Literature as Mithology
Sunday, 20 May 2012 02:03
Adrian Calin Ionescu
In two of his essays, "Hamlet" and "Tradition and Individual Talent" (written around 1920), T.S. Eliot argues that poets must divorce their most specific traits of personality, and those imageries that are their own and nobody else's, in order to allow themselves to work with what is called "objective correlatives" -- in other words, elements of a poetics that anybody can relate to, visions and states, chains of events from which all people, no matter how different, will extract the same unique message. Beyond expressing just his particular self, the poet ought to play the role of a conduit, a medium, by way of which the ideas and images turn, on the side of the readers, all readers, into precise, universal emotions.

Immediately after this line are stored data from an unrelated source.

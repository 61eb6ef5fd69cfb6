use anyhow::{Context, Result};
use clap::Parser;
use std::path::PathBuf;
use std::time::Duration;

mod plan;

use plan::Plan;

#[derive(Parser, Debug)]
#[command(name = "hush")]
#[command(about = "Run a dependency-ordered graceful shutdown plan", long_about = None)]
struct Args {
    /// Path to the shutdown plan
    #[arg(short, long, default_value = "hush.toml")]
    plan: PathBuf,

    /// Override the plan's shutdown timeout
    #[arg(long, env = "HUSH_TIMEOUT_MS")]
    timeout_ms: Option<u64>,

    /// Trigger the shutdown after this delay instead of waiting for SIGINT/SIGTERM
    #[arg(long)]
    trigger_after_ms: Option<u64>,
}

#[tokio::main]
async fn main() -> Result<()> {
    // Initialize tracing
    tracing_subscriber::fmt()
        .with_env_filter(
            tracing_subscriber::EnvFilter::try_from_default_env()
                .unwrap_or_else(|_| "hush=info,hush_core=info".into()),
        )
        .with_target(false)
        .with_thread_ids(true)
        .init();

    let args = Args::parse();

    let mut plan = Plan::load(&args.plan)?;
    if let Some(timeout_ms) = args.timeout_ms {
        plan.shutdown.timeout_ms = timeout_ms;
    }

    let shutdown = plan.build()?;
    tracing::info!(
        services = shutdown.node_names().len(),
        closes_last = ?shutdown.roots(),
        timeout_ms = plan.shutdown.timeout_ms,
        "Shutdown plan registered"
    );

    let _signals = shutdown
        .listen_for_signals()
        .context("Failed to install signal handlers")?;

    match args.trigger_after_ms {
        Some(delay) => {
            let trigger = shutdown.clone();
            tokio::spawn(async move {
                tokio::time::sleep(Duration::from_millis(delay)).await;
                trigger.trigger().await;
            });
        }
        None => tracing::info!("Waiting for SIGINT/SIGTERM, send it twice to force stop"),
    }

    let outcome = shutdown.wait().await;
    tracing::info!(?outcome, "Shutdown finished");

    outcome.into_result().context("Graceful shutdown did not complete")?;

    Ok(())
}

In his day and age, T.S. Eliot noticed among poets a prominence of the autobiographical, in that writers and poets were planting their own singular exotic and circumstantial musings in fields otherwise reserved to vivid, trasmissible masterpieces, masterpieces able to pierce the layers of ethos and time; and then again there was a prominence of personal emotion usurping what Mathew Arnold calls, in his definition of art, "the disinterested interplay of reason and consciousness". That's not to say that what's needed is a poetry without emotions, but a balanced fusion of emotion and intelligence outside the realm of a poet's strictly personal experience.